- **Supplied material**:
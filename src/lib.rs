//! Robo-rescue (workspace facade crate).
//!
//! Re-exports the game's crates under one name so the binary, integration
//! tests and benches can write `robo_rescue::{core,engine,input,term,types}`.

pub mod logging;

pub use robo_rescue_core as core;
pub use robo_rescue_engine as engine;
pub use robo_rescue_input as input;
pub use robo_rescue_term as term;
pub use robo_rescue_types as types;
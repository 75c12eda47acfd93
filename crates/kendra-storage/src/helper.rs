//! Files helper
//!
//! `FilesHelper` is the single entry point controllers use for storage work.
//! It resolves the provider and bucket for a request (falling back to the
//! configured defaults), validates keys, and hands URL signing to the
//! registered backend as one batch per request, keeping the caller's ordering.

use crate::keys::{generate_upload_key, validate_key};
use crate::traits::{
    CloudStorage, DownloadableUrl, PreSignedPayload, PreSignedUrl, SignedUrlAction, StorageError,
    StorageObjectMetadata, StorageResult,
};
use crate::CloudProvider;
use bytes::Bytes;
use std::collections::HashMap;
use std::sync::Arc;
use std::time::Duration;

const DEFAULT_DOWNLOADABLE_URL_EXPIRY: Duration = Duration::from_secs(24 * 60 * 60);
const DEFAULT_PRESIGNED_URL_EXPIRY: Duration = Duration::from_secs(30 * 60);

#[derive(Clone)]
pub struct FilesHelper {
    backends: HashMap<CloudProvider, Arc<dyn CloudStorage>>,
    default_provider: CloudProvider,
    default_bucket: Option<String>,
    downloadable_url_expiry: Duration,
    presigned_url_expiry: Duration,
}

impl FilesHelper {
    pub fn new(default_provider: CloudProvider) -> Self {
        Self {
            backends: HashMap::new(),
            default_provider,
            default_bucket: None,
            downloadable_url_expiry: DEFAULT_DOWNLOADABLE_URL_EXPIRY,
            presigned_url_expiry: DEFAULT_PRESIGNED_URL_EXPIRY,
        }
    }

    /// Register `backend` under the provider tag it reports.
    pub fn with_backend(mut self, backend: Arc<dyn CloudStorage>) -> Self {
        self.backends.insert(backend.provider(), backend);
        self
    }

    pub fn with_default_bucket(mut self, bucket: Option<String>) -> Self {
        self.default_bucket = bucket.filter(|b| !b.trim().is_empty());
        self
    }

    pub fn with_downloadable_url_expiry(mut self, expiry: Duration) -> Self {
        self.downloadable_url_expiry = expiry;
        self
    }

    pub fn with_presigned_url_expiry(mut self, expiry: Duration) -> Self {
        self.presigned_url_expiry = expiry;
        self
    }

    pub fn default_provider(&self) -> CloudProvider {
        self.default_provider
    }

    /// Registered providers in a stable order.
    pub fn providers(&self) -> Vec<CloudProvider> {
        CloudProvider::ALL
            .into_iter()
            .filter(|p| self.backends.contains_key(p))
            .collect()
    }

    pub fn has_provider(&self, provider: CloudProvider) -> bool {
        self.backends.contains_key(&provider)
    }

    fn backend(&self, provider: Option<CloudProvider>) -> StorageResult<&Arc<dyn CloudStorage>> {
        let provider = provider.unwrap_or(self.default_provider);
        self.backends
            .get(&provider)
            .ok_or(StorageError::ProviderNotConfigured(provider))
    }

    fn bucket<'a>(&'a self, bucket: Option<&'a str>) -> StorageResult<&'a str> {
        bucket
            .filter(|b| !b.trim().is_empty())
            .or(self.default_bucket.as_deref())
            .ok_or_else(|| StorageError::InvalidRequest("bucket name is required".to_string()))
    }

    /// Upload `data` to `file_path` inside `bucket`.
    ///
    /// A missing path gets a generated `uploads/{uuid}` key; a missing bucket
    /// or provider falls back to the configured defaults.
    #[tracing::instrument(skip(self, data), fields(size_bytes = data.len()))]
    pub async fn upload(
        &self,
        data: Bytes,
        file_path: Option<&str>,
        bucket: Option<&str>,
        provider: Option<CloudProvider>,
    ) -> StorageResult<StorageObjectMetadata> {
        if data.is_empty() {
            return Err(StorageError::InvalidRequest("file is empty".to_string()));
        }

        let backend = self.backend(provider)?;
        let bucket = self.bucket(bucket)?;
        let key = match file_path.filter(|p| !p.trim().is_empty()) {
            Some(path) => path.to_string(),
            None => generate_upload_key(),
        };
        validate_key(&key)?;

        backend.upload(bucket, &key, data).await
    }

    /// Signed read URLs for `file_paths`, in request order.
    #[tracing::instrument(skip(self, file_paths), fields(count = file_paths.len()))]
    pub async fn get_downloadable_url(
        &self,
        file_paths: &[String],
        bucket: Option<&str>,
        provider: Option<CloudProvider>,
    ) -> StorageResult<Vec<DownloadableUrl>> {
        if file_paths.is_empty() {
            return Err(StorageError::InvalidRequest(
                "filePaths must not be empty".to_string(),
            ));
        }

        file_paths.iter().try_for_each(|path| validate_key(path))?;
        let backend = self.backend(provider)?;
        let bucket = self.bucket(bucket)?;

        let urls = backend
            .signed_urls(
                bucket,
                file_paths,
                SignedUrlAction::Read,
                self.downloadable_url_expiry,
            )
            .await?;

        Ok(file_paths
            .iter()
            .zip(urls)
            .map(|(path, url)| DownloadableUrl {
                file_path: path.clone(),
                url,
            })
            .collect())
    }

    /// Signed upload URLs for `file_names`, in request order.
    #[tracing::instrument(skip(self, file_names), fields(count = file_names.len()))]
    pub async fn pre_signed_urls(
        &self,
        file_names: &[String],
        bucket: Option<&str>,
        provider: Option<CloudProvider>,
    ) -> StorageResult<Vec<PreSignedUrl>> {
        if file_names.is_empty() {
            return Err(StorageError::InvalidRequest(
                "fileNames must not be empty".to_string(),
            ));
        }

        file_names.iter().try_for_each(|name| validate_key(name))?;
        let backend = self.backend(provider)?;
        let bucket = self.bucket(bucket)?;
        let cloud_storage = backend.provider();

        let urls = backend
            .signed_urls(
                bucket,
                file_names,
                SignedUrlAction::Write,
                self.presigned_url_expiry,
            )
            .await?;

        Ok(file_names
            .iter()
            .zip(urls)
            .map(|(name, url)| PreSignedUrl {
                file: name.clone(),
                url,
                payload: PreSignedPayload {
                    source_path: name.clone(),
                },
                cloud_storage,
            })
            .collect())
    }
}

--

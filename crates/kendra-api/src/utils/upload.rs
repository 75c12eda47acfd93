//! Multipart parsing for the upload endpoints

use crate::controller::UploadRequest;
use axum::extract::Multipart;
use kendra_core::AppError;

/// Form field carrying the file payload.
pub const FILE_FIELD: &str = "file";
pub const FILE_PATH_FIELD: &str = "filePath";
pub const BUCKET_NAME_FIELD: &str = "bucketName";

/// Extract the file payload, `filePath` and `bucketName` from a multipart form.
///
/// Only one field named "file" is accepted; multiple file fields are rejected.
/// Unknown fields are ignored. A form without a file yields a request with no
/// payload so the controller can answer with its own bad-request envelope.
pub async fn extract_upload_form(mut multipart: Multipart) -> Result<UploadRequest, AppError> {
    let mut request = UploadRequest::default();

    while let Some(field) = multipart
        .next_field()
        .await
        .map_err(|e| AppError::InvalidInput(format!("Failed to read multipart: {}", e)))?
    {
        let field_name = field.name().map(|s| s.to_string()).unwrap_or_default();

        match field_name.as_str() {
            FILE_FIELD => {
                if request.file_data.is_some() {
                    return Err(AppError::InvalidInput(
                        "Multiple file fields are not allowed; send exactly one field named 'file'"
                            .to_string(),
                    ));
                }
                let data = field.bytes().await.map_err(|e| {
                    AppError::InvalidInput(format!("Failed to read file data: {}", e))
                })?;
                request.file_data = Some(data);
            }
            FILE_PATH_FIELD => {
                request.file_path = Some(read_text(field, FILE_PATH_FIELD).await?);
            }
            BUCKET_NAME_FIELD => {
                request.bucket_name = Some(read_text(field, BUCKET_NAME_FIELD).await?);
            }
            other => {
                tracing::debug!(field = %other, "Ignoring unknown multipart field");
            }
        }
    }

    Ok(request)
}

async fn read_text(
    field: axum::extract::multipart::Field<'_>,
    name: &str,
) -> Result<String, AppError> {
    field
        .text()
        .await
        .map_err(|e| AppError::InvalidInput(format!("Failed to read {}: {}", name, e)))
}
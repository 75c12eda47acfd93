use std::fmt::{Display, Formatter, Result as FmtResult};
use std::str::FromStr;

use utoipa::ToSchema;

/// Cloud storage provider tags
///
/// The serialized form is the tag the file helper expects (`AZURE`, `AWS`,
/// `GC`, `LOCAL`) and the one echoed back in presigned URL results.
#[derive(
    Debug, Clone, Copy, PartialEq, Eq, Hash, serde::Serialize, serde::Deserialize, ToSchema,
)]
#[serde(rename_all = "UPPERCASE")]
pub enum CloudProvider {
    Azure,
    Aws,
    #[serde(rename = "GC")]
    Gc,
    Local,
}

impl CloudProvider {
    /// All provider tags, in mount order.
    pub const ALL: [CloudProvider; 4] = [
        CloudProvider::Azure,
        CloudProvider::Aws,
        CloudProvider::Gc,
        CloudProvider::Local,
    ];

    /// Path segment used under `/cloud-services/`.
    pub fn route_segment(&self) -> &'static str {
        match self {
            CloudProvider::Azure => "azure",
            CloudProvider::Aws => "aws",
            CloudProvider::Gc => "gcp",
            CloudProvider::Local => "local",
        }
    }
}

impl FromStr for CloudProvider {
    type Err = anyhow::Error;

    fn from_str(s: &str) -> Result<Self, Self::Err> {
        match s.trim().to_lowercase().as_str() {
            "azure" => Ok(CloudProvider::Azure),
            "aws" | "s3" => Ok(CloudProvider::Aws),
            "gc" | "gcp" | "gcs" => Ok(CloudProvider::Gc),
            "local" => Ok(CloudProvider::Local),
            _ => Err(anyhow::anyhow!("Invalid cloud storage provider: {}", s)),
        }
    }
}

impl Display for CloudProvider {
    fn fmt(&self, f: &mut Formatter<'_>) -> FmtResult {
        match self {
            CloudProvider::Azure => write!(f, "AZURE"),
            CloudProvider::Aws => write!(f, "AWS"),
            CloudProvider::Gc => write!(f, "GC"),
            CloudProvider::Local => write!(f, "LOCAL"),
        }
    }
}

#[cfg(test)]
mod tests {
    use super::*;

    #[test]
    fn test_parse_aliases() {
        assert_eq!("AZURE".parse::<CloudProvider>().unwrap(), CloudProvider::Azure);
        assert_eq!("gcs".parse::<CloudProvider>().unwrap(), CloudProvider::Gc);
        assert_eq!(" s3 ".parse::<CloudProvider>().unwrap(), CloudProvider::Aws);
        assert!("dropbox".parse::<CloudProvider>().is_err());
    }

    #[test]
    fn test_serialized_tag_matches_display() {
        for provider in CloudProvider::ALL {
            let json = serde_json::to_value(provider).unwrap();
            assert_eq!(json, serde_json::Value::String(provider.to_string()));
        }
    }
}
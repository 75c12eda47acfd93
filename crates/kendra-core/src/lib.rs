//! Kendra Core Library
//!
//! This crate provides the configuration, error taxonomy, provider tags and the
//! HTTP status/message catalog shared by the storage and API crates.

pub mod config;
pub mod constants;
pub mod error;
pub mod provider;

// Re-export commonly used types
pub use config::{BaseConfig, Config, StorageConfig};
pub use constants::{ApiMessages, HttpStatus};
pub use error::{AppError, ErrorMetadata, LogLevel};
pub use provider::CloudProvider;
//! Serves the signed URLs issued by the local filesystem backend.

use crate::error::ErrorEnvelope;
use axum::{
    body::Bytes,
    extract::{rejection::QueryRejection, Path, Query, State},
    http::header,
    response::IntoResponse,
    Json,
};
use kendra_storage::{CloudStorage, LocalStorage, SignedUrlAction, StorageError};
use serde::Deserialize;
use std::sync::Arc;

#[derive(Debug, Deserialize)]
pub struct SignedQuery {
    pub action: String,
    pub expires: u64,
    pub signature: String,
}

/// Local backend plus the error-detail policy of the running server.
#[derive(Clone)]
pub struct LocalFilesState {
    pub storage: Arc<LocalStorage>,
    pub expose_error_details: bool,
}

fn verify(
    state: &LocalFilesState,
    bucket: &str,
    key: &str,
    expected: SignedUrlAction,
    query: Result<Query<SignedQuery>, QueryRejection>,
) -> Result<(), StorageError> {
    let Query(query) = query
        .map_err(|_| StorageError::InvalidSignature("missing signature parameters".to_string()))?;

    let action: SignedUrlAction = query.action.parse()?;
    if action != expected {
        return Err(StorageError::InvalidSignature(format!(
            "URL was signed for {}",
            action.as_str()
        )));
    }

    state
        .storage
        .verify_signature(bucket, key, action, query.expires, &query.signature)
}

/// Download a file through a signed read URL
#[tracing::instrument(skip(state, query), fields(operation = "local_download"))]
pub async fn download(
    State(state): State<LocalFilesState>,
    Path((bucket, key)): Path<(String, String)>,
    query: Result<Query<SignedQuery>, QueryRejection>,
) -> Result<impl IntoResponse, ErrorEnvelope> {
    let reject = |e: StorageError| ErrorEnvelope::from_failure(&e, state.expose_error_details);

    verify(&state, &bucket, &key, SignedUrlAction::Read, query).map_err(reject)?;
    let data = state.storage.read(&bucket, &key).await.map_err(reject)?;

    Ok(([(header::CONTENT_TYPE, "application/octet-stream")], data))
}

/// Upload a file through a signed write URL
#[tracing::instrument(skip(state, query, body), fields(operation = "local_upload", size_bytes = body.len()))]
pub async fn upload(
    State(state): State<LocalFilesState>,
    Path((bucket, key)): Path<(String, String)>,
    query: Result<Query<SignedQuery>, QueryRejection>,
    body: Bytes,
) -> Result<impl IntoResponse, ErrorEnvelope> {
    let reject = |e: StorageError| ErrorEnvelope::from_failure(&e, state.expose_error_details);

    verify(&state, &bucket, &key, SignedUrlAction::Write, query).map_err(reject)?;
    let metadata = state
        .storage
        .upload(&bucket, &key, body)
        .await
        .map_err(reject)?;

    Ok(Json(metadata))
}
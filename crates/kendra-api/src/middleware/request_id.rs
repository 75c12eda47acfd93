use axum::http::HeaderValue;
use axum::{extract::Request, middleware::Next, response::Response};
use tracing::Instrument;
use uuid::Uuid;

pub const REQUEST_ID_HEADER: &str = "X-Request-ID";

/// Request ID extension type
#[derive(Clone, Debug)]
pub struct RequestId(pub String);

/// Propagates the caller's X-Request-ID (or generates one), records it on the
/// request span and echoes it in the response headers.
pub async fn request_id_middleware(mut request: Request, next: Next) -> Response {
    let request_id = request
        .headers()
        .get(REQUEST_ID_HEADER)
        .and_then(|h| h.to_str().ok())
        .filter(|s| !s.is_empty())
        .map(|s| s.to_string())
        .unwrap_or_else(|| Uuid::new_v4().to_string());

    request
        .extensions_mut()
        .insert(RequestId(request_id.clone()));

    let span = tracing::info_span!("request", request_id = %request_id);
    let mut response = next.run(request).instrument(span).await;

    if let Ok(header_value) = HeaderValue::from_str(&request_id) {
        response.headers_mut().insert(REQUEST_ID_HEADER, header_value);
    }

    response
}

- **To do**:
From the line containing "pub fn route_segment(&self)" down to the line containing "impl FromStr for" in the material above, reproduce every line exactly, including the two end lines.

- **Response**:
    pub fn route_segment(&self) -> &'static str {
        match self {
            CloudProvider::Azure => "azure",
            CloudProvider::Aws => "aws",
            CloudProvider::Gc => "gcp",
            CloudProvider::Local => "local",
        }
    }
}

impl FromStr for CloudProvider {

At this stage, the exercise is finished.